## Work instruction
Write out exactly the lines of the entries below from the one holding "let config: Config" to the one holding "configuration file path.", inclusive, and leave out all other lines.

## Records from a data source
⁂

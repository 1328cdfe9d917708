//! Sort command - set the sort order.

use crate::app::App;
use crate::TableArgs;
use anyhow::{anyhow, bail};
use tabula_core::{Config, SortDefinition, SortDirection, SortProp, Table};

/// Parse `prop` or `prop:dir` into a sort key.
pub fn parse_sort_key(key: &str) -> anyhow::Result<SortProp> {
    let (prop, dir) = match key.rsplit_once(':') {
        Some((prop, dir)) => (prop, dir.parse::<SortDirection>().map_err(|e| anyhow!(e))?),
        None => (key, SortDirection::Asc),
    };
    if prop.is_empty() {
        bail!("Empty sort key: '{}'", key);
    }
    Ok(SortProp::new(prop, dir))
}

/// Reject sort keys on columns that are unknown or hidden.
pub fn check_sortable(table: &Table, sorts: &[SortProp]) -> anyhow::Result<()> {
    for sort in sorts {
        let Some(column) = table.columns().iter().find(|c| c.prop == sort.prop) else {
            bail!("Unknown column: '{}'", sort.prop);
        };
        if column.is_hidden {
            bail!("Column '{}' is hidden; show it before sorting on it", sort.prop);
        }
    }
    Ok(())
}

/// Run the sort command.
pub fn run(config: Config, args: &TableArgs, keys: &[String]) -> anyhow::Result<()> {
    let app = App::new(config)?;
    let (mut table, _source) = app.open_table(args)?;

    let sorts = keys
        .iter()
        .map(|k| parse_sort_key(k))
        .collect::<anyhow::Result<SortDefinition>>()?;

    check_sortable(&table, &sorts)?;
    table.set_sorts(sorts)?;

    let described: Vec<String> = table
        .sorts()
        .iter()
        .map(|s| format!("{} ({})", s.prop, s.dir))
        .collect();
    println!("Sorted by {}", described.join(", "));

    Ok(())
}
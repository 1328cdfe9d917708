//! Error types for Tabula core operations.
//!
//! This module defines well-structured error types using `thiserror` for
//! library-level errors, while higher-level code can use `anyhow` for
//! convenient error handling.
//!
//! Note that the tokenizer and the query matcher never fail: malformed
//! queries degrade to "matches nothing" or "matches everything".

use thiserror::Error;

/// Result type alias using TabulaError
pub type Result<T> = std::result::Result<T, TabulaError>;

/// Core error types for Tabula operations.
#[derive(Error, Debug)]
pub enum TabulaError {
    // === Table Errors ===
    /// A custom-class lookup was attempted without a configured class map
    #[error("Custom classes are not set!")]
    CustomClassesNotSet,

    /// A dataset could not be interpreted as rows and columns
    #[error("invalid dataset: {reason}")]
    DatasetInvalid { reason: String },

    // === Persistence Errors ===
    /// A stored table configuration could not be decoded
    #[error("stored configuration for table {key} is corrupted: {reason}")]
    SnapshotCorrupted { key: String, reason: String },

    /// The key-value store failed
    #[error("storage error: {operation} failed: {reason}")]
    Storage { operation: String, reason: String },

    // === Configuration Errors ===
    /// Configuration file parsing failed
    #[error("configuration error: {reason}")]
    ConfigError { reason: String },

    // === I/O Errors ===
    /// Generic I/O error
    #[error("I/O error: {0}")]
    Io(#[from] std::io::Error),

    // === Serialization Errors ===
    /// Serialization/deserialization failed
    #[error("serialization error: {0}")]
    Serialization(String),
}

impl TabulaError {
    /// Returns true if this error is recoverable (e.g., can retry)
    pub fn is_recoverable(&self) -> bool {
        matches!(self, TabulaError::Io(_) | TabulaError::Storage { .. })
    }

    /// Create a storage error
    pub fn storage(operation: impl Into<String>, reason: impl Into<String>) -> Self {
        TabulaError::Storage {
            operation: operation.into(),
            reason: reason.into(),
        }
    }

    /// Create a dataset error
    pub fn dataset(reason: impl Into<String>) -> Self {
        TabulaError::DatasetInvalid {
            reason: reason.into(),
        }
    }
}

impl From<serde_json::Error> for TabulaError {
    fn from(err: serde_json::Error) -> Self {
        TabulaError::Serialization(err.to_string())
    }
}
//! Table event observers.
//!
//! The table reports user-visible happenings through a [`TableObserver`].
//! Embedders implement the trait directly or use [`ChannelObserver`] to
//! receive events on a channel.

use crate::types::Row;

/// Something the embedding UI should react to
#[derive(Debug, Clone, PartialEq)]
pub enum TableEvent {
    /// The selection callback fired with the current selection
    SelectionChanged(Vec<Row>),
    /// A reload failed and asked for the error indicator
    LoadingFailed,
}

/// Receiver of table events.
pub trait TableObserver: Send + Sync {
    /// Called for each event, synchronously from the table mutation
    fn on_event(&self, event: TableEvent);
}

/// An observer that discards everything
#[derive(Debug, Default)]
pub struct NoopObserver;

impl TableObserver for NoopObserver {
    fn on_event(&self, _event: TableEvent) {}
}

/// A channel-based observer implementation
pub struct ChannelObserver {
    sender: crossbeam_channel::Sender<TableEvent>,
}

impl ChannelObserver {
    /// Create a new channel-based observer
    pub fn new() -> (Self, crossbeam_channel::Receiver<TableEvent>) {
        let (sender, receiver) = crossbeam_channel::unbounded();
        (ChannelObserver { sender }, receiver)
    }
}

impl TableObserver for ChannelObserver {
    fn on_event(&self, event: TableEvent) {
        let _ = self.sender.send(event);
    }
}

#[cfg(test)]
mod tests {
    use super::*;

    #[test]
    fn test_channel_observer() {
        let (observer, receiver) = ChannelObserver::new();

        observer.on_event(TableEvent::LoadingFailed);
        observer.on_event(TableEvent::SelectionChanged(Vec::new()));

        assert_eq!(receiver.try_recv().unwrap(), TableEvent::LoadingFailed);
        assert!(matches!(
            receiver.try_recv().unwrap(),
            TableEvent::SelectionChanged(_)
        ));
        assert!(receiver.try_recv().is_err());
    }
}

⁂

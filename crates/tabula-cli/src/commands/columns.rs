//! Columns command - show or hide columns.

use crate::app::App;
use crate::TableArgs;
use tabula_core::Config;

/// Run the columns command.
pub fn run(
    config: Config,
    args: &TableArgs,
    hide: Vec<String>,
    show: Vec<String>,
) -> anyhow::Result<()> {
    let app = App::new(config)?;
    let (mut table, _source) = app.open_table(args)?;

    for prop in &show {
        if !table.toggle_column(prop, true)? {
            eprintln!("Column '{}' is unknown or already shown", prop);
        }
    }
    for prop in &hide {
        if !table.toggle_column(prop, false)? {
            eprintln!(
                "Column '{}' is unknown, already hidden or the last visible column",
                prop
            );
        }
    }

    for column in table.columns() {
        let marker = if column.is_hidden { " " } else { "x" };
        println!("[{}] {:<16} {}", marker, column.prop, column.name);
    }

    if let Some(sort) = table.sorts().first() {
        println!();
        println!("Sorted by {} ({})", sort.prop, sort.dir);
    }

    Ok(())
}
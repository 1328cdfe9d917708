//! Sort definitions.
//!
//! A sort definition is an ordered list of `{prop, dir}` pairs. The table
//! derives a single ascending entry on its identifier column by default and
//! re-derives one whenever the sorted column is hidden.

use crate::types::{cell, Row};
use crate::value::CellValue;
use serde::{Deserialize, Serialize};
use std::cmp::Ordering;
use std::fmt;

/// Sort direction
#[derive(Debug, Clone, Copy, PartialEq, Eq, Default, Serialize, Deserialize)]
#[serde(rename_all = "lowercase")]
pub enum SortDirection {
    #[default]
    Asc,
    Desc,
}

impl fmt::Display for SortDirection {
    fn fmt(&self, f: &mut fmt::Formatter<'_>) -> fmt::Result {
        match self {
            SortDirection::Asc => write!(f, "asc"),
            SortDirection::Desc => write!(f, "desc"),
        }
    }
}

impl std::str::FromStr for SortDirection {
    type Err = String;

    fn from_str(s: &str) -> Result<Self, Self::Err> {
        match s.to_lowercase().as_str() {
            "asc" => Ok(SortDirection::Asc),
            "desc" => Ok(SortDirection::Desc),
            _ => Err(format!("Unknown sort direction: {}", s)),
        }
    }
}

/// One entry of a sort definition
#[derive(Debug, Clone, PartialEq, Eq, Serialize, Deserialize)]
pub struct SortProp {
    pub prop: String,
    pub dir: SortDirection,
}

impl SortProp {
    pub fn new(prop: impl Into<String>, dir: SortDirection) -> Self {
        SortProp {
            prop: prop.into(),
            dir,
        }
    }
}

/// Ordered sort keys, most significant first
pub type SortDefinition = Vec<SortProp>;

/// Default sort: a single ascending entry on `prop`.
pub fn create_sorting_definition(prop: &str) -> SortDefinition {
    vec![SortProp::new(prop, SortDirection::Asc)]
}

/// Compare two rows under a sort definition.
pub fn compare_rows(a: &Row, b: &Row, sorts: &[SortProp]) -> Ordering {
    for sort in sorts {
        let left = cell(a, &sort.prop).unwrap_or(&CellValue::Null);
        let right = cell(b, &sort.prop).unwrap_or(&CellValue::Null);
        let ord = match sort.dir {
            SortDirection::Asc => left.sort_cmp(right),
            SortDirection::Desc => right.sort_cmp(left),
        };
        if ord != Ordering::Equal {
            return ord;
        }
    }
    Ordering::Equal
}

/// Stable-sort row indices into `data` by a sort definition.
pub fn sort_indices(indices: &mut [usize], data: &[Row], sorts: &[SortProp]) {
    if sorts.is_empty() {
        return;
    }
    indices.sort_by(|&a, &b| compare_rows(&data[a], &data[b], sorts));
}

⁂

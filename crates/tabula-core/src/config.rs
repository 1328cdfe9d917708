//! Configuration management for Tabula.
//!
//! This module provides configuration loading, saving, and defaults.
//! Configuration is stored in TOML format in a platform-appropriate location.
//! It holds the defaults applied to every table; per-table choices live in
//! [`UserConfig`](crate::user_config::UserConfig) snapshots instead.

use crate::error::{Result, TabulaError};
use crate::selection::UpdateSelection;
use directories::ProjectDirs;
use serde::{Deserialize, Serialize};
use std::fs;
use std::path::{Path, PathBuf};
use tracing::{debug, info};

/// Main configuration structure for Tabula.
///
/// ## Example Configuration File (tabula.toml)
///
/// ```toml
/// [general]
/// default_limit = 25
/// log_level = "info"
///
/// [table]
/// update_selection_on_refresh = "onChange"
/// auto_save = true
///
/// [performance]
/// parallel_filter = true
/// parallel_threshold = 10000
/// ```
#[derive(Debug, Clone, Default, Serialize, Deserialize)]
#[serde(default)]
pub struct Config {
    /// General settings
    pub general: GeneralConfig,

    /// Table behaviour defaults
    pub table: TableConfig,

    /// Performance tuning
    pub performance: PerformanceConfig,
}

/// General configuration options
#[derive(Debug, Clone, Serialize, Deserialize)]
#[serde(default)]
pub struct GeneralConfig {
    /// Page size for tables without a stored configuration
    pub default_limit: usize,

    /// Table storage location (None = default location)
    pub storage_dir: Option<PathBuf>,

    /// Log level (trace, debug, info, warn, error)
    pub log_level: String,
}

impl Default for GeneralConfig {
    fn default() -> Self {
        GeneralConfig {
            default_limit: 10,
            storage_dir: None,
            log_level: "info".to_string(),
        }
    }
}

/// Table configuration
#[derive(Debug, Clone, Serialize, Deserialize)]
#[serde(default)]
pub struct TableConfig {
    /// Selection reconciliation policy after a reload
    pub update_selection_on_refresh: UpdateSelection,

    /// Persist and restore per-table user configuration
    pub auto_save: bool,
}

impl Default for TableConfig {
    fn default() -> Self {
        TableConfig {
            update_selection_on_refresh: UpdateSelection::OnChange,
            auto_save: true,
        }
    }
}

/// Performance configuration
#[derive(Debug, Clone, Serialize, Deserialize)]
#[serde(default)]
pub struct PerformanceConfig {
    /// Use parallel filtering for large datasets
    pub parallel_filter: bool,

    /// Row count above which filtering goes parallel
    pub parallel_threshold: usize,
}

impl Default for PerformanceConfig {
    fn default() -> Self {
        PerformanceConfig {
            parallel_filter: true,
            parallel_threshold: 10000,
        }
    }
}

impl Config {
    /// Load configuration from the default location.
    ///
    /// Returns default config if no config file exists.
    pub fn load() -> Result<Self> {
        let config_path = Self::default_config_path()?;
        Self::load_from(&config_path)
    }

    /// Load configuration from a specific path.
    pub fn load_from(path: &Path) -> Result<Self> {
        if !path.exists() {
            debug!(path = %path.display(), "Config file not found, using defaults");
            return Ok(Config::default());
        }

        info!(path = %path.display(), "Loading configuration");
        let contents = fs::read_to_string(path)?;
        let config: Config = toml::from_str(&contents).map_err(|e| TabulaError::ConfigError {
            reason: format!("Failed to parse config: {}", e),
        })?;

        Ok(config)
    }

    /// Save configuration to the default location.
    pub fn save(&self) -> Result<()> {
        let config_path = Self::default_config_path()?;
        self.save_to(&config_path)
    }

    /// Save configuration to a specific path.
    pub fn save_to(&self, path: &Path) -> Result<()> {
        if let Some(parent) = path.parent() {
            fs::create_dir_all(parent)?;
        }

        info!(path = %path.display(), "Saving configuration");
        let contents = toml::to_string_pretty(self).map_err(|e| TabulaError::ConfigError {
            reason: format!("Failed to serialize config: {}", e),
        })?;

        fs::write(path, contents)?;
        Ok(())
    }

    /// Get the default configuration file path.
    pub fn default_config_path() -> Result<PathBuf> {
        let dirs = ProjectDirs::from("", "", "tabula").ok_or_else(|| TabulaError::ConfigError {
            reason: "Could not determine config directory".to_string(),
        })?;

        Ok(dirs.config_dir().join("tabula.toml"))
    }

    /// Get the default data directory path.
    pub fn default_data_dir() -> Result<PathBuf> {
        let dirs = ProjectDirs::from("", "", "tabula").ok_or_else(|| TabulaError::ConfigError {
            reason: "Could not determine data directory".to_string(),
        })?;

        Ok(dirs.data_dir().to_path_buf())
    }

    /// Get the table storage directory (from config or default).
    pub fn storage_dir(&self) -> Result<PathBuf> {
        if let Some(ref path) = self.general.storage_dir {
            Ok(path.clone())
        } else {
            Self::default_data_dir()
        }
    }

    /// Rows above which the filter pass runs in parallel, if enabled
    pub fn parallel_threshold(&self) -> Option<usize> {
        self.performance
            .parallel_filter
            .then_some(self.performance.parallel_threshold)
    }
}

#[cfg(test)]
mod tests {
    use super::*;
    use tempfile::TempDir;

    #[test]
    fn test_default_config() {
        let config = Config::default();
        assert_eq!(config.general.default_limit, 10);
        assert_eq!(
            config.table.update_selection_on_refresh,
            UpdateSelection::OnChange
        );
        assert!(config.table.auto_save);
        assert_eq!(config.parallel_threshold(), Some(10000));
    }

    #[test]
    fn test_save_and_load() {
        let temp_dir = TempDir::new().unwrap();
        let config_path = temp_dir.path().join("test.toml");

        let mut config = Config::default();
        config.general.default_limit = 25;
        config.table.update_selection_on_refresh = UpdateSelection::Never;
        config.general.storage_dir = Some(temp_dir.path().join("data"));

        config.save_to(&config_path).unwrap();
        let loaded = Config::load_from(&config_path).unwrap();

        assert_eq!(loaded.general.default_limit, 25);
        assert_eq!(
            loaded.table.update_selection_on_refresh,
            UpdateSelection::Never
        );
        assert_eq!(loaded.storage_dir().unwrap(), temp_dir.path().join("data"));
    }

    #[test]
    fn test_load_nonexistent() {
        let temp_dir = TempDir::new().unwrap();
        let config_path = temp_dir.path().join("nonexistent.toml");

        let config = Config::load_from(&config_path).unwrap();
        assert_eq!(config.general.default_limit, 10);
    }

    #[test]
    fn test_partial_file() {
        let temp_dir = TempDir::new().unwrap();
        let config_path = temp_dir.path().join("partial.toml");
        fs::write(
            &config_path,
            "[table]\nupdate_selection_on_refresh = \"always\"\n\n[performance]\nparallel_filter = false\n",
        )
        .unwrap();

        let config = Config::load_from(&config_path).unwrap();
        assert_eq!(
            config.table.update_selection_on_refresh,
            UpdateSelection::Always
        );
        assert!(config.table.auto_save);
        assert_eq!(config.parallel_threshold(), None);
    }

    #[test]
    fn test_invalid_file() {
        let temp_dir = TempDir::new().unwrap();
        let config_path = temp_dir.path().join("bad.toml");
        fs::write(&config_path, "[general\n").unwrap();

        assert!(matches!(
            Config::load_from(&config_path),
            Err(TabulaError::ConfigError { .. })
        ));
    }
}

⁂

## Exercise result
        let config: Config = toml::from_str(&contents).map_err(|e| TabulaError::ConfigError {
            reason: format!("Failed to parse config: {}", e),
        })?;

        Ok(config)
    }

    /// Save configuration to the default location.
    pub fn save(&self) -> Result<()> {
        let config_path = Self::default_config_path()?;
        self.save_to(&config_path)
    }

    /// Save configuration to a specific path.
    pub fn save_to(&self, path: &Path) -> Result<()> {
        if let Some(parent) = path.parent() {
            fs::create_dir_all(parent)?;
        }

        info!(path = %path.display(), "Saving configuration");
        let contents = toml::to_string_pretty(self).map_err(|e| TabulaError::ConfigError {
            reason: format!("Failed to serialize config: {}", e),
        })?;

        fs::write(path, contents)?;
        Ok(())
    }

    /// Get the default configuration file path.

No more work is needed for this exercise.